Manila, Philippines (CNN) -- The death toll from a bus bombing in Manila's financial district climbed to five Wednesday as officials pointed to terror and crime groups in the country's south as a likely source of the attack.
The bus was approaching a metro rail station when it blew up. Thirteen people were injured in the attack, authorities said.
Gen. Raul Bacalso, the Philippine national police chief, said the terror angle is being looked at closely during testimony before a Senate inquiry Wednesday morning.

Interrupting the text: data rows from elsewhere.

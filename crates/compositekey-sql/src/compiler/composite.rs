use super::{from, in_clause, pre_update, InRhs, StatementCompiler};
use crate::serializer::{Context, Formatter};

use compositekey_core::{
    schema::ColumnRef,
    stmt::{Query, UpdateQuery},
    Connection, Result,
};

/// Compiler that treats multi-column keys as atomic values: tuple IN, one
/// `ON` term per column pair, composite primary keys in UPDATE and INSERT.
///
/// Output for single-column fields is identical to [`DefaultCompiler`].
///
/// [`DefaultCompiler`]: super::DefaultCompiler
#[derive(Debug, Clone, Copy, Default)]
pub struct CompositeKeyAwareCompiler;

impl StatementCompiler for CompositeKeyAwareCompiler {
    fn columns<'c>(&self, column: &'c ColumnRef) -> Result<&'c [String]> {
        Ok(column.columns())
    }

    fn from_clause(&self, cx: &Context<'_>, query: &mut Query, f: &mut Formatter<'_>) -> Result<()> {
        from::from_clause(self, cx, query, f)
    }

    fn in_clause(
        &self,
        cx: &Context<'_>,
        lhs: &[String],
        rhs: InRhs<'_>,
        f: &mut Formatter<'_>,
    ) -> Result<()> {
        in_clause::in_clause(self, cx, lhs, rhs, f)
    }

    fn pre_update_setup(
        &self,
        cx: &Context<'_>,
        update: &mut UpdateQuery,
        conn: &mut dyn Connection,
    ) -> Result<()> {
        pre_update::pre_update_setup(self, cx, update, conn)
    }
}
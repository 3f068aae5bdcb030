/// Backend feature flags consulted while compiling statements.
#[derive(Debug, Clone, PartialEq, Eq)]
pub struct Capability {
    /// UPDATE may filter with a sub-select on the table being updated. MySQL
    /// rejects this, forcing identifiers to be materialized first.
    pub update_can_self_select: bool,

    /// INSERT accepts several rows in one statement.
    pub has_bulk_insert: bool,

    /// INSERT can return the generated primary key.
    pub can_return_id_from_insert: bool,

    /// The return path handles more than one column, so composite primary
    /// keys can be returned.
    pub can_return_columns_from_insert: bool,

    /// `SELECT DISTINCT ON (...)` is available.
    pub distinct_on_fields: bool,
}

impl Capability {
    /// SQLite capabilities.
    pub const SQLITE: Self = Self {
        update_can_self_select: true,
        has_bulk_insert: true,
        can_return_id_from_insert: false,
        can_return_columns_from_insert: false,
        distinct_on_fields: false,
    };

    /// PostgreSQL capabilities
    pub const POSTGRESQL: Self = Self {
        can_return_id_from_insert: true,
        can_return_columns_from_insert: true,
        distinct_on_fields: true,
        ..Self::SQLITE
    };

    /// MySQL capabilities
    pub const MYSQL: Self = Self {
        update_can_self_select: false,
        ..Self::SQLITE
    };
}
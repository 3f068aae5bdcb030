use crate::schema::FieldId;

use std::fmt;

/// One entry of a query's alias map: a table reference and, for everything
/// but the base table, how it is joined.
#[derive(Debug, Clone, PartialEq)]
pub struct Join {
    /// Physical table
    pub table_name: String,

    /// Name the table is referenced by in this statement
    pub alias: String,

    /// `None` for the base table and for comma-separated tables
    pub join_type: Option<JoinType>,

    /// Alias this table is joined onto
    pub lhs_alias: Option<String>,

    /// `(lhs_column, rhs_column)` pairs, ANDed in the `ON` clause
    pub join_cols: Vec<(String, String)>,

    /// True when the joining field is nullable
    pub nullable: bool,

    /// Relation the join was created for
    pub join_field: Option<FieldId>,
}

/// What a new join connects; two joins with the same spec are
/// interchangeable.
#[derive(Debug, Clone, PartialEq)]
pub struct JoinSpec {
    pub lhs: Option<String>,
    pub table: String,
    pub join_cols: Vec<(String, String)>,
}

#[derive(Debug, Clone, Copy, PartialEq, Eq)]
pub enum JoinType {
    Inner,
    LeftOuter,
}

impl Join {
    pub fn is_base(&self) -> bool {
        self.lhs_alias.is_none()
    }

    pub(crate) fn matches(&self, spec: &JoinSpec) -> bool {
        self.lhs_alias == spec.lhs && self.table_name == spec.table && self.join_cols == spec.join_cols
    }
}

impl JoinSpec {
    pub fn base(table: impl Into<String>) -> JoinSpec {
        JoinSpec {
            lhs: None,
            table: table.into(),
            join_cols: vec![],
        }
    }
}

impl JoinType {
    pub fn as_sql(self) -> &'static str {
        match self {
            JoinType::Inner => "INNER JOIN",
            JoinType::LeftOuter => "LEFT OUTER JOIN",
        }
    }
}

impl fmt::Display for JoinType {
    fn fmt(&self, f: &mut fmt::Formatter<'_>) -> fmt::Result {
        f.write_str(self.as_sql())
    }
}
use super::{filter, CompiledStatement, Comma, Context, Formatter, ToSql};
use crate::compiler::{ColumnOptions, DefaultColumns, StatementCompiler};

use compositekey_core::{bail, stmt::Query, Error, Result};

/// Column, ordering and `DISTINCT ON` lists, resolved before FROM is written
/// so the joins they add are part of it.
#[derive(Debug)]
pub(crate) struct SelectParts {
    pub(crate) columns: Vec<String>,
    ordering: Vec<String>,
    distinct: Vec<String>,
}

pub(crate) fn compile<C: StatementCompiler + ?Sized>(
    compiler: &C,
    cx: &Context<'_>,
    query: &mut Query,
) -> Result<CompiledStatement> {
    CompiledStatement::build(cx, |f| {
        let parts = prepare(compiler, cx, query)?;
        write(compiler, cx, query, parts, f)
    })
}

pub(crate) fn prepare<C: StatementCompiler + ?Sized>(
    compiler: &C,
    cx: &Context<'_>,
    query: &mut Query,
) -> Result<SelectParts> {
    let mut columns = vec![];

    if !query.select.is_empty() {
        for col in &query.select {
            for column in compiler.columns(&col.column)? {
                columns.push(cx.column(query, &col.alias, column));
            }
        }
    } else if query.default_cols {
        match compiler.default_columns(cx, query, ColumnOptions::default())? {
            DefaultColumns::Rendered { columns: rendered, .. } => columns.extend(rendered),
            DefaultColumns::Pairs { .. } => bail!("default columns were returned as pairs"),
        }
    }

    let model = query.model;

    let mut ordering = vec![];
    for name in query.order_by.clone() {
        let (name, direction) = match name.strip_prefix('-') {
            Some(name) => (name, "DESC"),
            None => (name.as_str(), "ASC"),
        };

        let pieces: Vec<&str> = name.split("__").collect();
        let path = compiler.setup_joins(cx, query, &pieces, model, None)?;
        for column in &path.columns {
            ordering.push(format!("{} {direction}", cx.column(query, &path.alias, column)));
        }
    }

    let mut distinct = vec![];
    for name in query.distinct_fields.clone() {
        let pieces: Vec<&str> = name.split("__").collect();
        let path = compiler.setup_joins(cx, query, &pieces, model, None)?;
        for column in &path.columns {
            distinct.push(cx.column(query, &path.alias, column));
        }
    }

    if !distinct.is_empty() && !cx.capability.distinct_on_fields {
        return Err(Error::unsupported_operation(
            "DISTINCT ON fields are not supported by this database backend",
        ));
    }

    Ok(SelectParts {
        columns,
        ordering,
        distinct,
    })
}

pub(crate) fn write<C: StatementCompiler + ?Sized>(
    compiler: &C,
    cx: &Context<'_>,
    query: &mut Query,
    parts: SelectParts,
    f: &mut Formatter<'_>,
) -> Result<()> {
    fmt!(f, "SELECT ");

    if !parts.distinct.is_empty() {
        fmt!(f, "DISTINCT ON (" Comma(&parts.distinct) ") ");
    } else if query.distinct {
        fmt!(f, "DISTINCT ");
    }

    fmt!(f, Comma(&parts.columns) " FROM ");
    compiler.from_clause(cx, query, f)?;
    filter::write_where(compiler, cx, query, f)?;

    if !parts.ordering.is_empty() {
        fmt!(f, " ORDER BY " Comma(&parts.ordering));
    }

    Ok(())
}
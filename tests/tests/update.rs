use compositekey::{
    driver::Capability,
    err,
    stmt::{Lookup, UpdateQuery, Value},
    Connection, Flavor, Result,
};
use pretty_assertions::assert_eq;
use tests::*;

fn order_update(schema: &compositekey::Schema) -> UpdateQuery {
    let mut update = UpdateQuery::new(ORDER);
    update
        .add_update_values(schema, [("total", Value::from(5))])
        .unwrap();
    update
        .query
        .add_filter(schema, "customer__name", Lookup::Exact("Bob".into()))
        .unwrap();
    update
}

fn customer_update(schema: &compositekey::Schema) -> UpdateQuery {
    let mut update = UpdateQuery::new(CUSTOMER);
    update
        .add_update_values(schema, [("name", Value::from("Zed"))])
        .unwrap();
    update
        .query
        .add_filter(schema, "referred_by__name", Lookup::Exact("Ann".into()))
        .unwrap();
    update
}

#[test]
fn single_table_update_keeps_its_filter() {
    let schema = schema();
    let mut update = UpdateQuery::new(CUSTOMER);
    update
        .add_update_values(&schema, [("name", Value::from("Zed"))])
        .unwrap();
    update
        .query
        .add_filter(&schema, "pk", Lookup::Exact(key("eu", 7)))
        .unwrap();

    let mut conn = MockConnection::new(Capability::POSTGRESQL);
    let stmts = aware(&schema, Flavor::Postgresql)
        .update(&mut update, &mut conn)
        .unwrap();

    assert!(conn.log().is_empty());
    assert_eq!(stmts.len(), 1);
    assert_eq!(
        stmts[0].sql,
        r#"UPDATE "app_customer" SET "name" = $1 WHERE ("app_customer"."region" = $2 AND "app_customer"."number" = $3)"#
    );
    assert_eq!(stmts[0].params, vec![Value::from("Zed"), "eu".into(), 7.into()]);
}

#[test]
fn null_assignment_is_literal() {
    let schema = schema();
    let mut update = UpdateQuery::new(ORDER);
    update
        .add_update_values(&schema, [("referrer", Value::Null)])
        .unwrap();

    let mut conn = MockConnection::new(Capability::POSTGRESQL);
    let stmts = aware(&schema, Flavor::Postgresql)
        .update(&mut update, &mut conn)
        .unwrap();

    assert_eq!(
        stmts[0].sql,
        r#"UPDATE "app_order" SET "referrer_region" = NULL, "referrer_number" = NULL"#
    );
    assert!(stmts[0].params.is_empty());
}

#[test]
fn related_filter_becomes_pk_subselect() {
    let schema = schema();
    let mut update = order_update(&schema);

    let mut conn = MockConnection::new(Capability::POSTGRESQL);
    let stmts = aware(&schema, Flavor::Postgresql)
        .update(&mut update, &mut conn)
        .unwrap();

    assert!(conn.log().is_empty());
    assert_eq!(stmts.len(), 1);
    assert_eq!(
        stmts[0].sql,
        r#"UPDATE "app_order" SET "total" = $1 WHERE "app_order"."id" IN (SELECT U0."id" FROM "app_order" U0 INNER JOIN "app_customer" U1 ON (U0."customer_region" = U1."region" AND U0."customer_number" = U1."number") WHERE U1."name" = $2)"#
    );
    assert_eq!(stmts[0].params, vec![Value::from(5), "Bob".into()]);
}

#[test]
fn no_self_select_materializes_pks() {
    let schema = schema();
    let mut update = order_update(&schema);

    let mut conn =
        MockConnection::new(Capability::MYSQL).returning(vec![vec![1.into()], vec![2.into()]]);
    let stmts = aware(&schema, Flavor::Mysql)
        .update(&mut update, &mut conn)
        .unwrap();

    assert_eq!(
        conn.log(),
        [Executed {
            query: true,
            sql: "SELECT U0.`id` FROM `app_order` U0 INNER JOIN `app_customer` U1 ON (U0.`customer_region` = U1.`region` AND U0.`customer_number` = U1.`number`) WHERE U1.`name` = ?".to_string(),
            params: vec!["Bob".into()],
        }]
    );
    assert_eq!(stmts.len(), 1);
    assert_eq!(
        stmts[0].sql,
        "UPDATE `app_order` SET `total` = ? WHERE `app_order`.`id` IN (?, ?)"
    );
    assert_eq!(stmts[0].params, vec![Value::from(5), 1.into(), 2.into()]);
    assert_eq!(update.related_ids, Some(vec![1.into(), 2.into()]));
}

#[test]
fn composite_pk_materialized_as_tuples() {
    let schema = schema();
    let mut update = customer_update(&schema);

    let mut conn = MockConnection::new(Capability::MYSQL).returning(vec![
        vec!["eu".into(), 7.into()],
        vec!["us".into(), 9.into()],
    ]);
    let stmts = aware(&schema, Flavor::Mysql)
        .update(&mut update, &mut conn)
        .unwrap();

    assert_eq!(conn.log().len(), 1);
    assert_eq!(
        conn.log()[0].sql,
        "SELECT U0.`region`, U0.`number` FROM `app_customer` U0 INNER JOIN `app_customer` U1 ON (U0.`referred_by_region` = U1.`region` AND U0.`referred_by_number` = U1.`number`) WHERE U1.`name` = ?"
    );
    assert_eq!(
        stmts[0].sql,
        "UPDATE `app_customer` SET `name` = ? WHERE (`app_customer`.`region`, `app_customer`.`number`) IN ((?, ?), (?, ?))"
    );
    assert_eq!(
        stmts[0].params,
        vec![Value::from("Zed"), "eu".into(), 7.into(), "us".into(), 9.into()]
    );
}

#[test]
fn composite_pk_subselect() {
    let schema = schema();
    let mut update = customer_update(&schema);

    let mut conn = MockConnection::new(Capability::POSTGRESQL);
    let stmts = aware(&schema, Flavor::Postgresql)
        .update(&mut update, &mut conn)
        .unwrap();

    assert!(conn.log().is_empty());
    assert_eq!(
        stmts[0].sql,
        r#"UPDATE "app_customer" SET "name" = $1 WHERE ("app_customer"."region", "app_customer"."number") IN (SELECT U0."region", U0."number" FROM "app_customer" U0 INNER JOIN "app_customer" U1 ON (U0."referred_by_region" = U1."region" AND U0."referred_by_number" = U1."number") WHERE U1."name" = $2)"#
    );
}

#[test]
fn malformed_pk_row_is_an_arity_error() {
    let schema = schema();
    let mut update = customer_update(&schema);

    let mut conn = MockConnection::new(Capability::MYSQL).returning(vec![vec!["eu".into()]]);
    let err = aware(&schema, Flavor::Mysql)
        .update(&mut update, &mut conn)
        .unwrap_err();

    assert!(err.is_arity());
}

#[test]
fn inherited_fields_update_parent_table() {
    let schema = schema();
    let mut update = UpdateQuery::new(RESTAURANT);
    update
        .add_update_values(
            &schema,
            [("name", Value::from("Chez")), ("serves_pizza", true.into())],
        )
        .unwrap();
    update
        .query
        .add_filter(&schema, "serves_pizza", Lookup::Exact(false.into()))
        .unwrap();

    let mut conn = MockConnection::new(Capability::POSTGRESQL)
        .returning(vec![vec![3.into()], vec![4.into()]]);
    let stmts = aware(&schema, Flavor::Postgresql)
        .update(&mut update, &mut conn)
        .unwrap();

    assert_eq!(
        conn.log(),
        [Executed {
            query: true,
            sql: r#"SELECT U0."place_ptr_id" FROM "app_restaurant" U0 WHERE U0."serves_pizza" = $1"#
                .to_string(),
            params: vec![false.into()],
        }]
    );

    let sql: Vec<&str> = stmts.iter().map(|stmt| stmt.sql.as_str()).collect();
    assert_eq!(
        sql,
        [
            r#"UPDATE "app_restaurant" SET "serves_pizza" = $1 WHERE "app_restaurant"."place_ptr_id" IN ($2, $3)"#,
            r#"UPDATE "app_place" SET "name" = $1 WHERE "app_place"."id" IN ($2, $3)"#,
        ]
    );
    assert_eq!(stmts[0].params, vec![Value::from(true), 3.into(), 4.into()]);
    assert_eq!(stmts[1].params, vec![Value::from("Chez"), 3.into(), 4.into()]);
}

#[test]
fn single_column_compiler_rejects_composite_pk() {
    let schema = schema();
    let mut update = customer_update(&schema);

    let mut conn = MockConnection::new(Capability::POSTGRESQL);
    let err = single(&schema, Flavor::Postgresql)
        .update(&mut update, &mut conn)
        .unwrap_err();

    assert!(err.is_unsupported_operation());
    assert!(conn.log().is_empty());
}

#[derive(Debug)]
struct Unreachable;

impl Connection for Unreachable {
    fn capability(&self) -> &Capability {
        &Capability::MYSQL
    }

    fn query(&mut self, _sql: &str, _params: &[Value]) -> Result<Vec<Vec<Value>>> {
        Err(err!("connection reset"))
    }

    fn execute(&mut self, _sql: &str, _params: &[Value]) -> Result<u64> {
        Err(err!("connection reset"))
    }
}

#[test]
fn materialization_failure_names_the_table() {
    let schema = schema();
    let mut update = order_update(&schema);

    let err = aware(&schema, Flavor::Mysql)
        .update(&mut update, &mut Unreachable)
        .unwrap_err();

    assert_eq!(
        err.to_string(),
        "materializing primary keys of `app_order`: connection reset"
    );
}
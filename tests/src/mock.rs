use compositekey::{driver::Capability, stmt::Value, Connection, Result};

use std::collections::VecDeque;

/// A statement that reached the connection.
#[derive(Debug, Clone, PartialEq)]
pub struct Executed {
    pub query: bool,
    pub sql: String,
    pub params: Vec<Value>,
}

/// Records every statement and answers queries with canned rows, in order.
#[derive(Debug)]
pub struct MockConnection {
    capability: Capability,
    rows: VecDeque<Vec<Vec<Value>>>,
    log: Vec<Executed>,
}

impl MockConnection {
    pub fn new(capability: Capability) -> MockConnection {
        MockConnection {
            capability,
            rows: VecDeque::new(),
            log: vec![],
        }
    }

    /// Queues the result of the next query.
    pub fn returning(mut self, rows: Vec<Vec<Value>>) -> MockConnection {
        self.rows.push_back(rows);
        self
    }

    pub fn log(&self) -> &[Executed] {
        &self.log
    }
}

impl Connection for MockConnection {
    fn capability(&self) -> &Capability {
        &self.capability
    }

    fn query(&mut self, sql: &str, params: &[Value]) -> Result<Vec<Vec<Value>>> {
        self.log.push(Executed {
            query: true,
            sql: sql.to_string(),
            params: params.to_vec(),
        });
        Ok(self.rows.pop_front().unwrap_or_default())
    }

    fn execute(&mut self, sql: &str, params: &[Value]) -> Result<u64> {
        self.log.push(Executed {
            query: false,
            sql: sql.to_string(),
            params: params.to_vec(),
        });
        Ok(1)
    }
}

Evidence recovered from the crime scene and the pattern used in the bombing point to a strong possibility that terror or crime groups operating on the southern island of Mindanao may be responsible for the attack in Makati City, Manila's financial district, according to Nicanor Bartolome, a regional police director.
The head of the Police Investigation Task Force, Arne De Los Santos, identified the explosive device as an 81mm mortar, which he said was triggered by a cellphone. It was placed inside a bag that was left under a bus seat, according to Santos.
Mindanao is a predominantly Muslim autonomous region, which was set up in the 1990s to quell armed uprisings by people seeking an independent Muslim homeland in the Philippines, a predominantly Christian country.
Journalists Arlene Espirtu and Winona Cueva contributed to this report.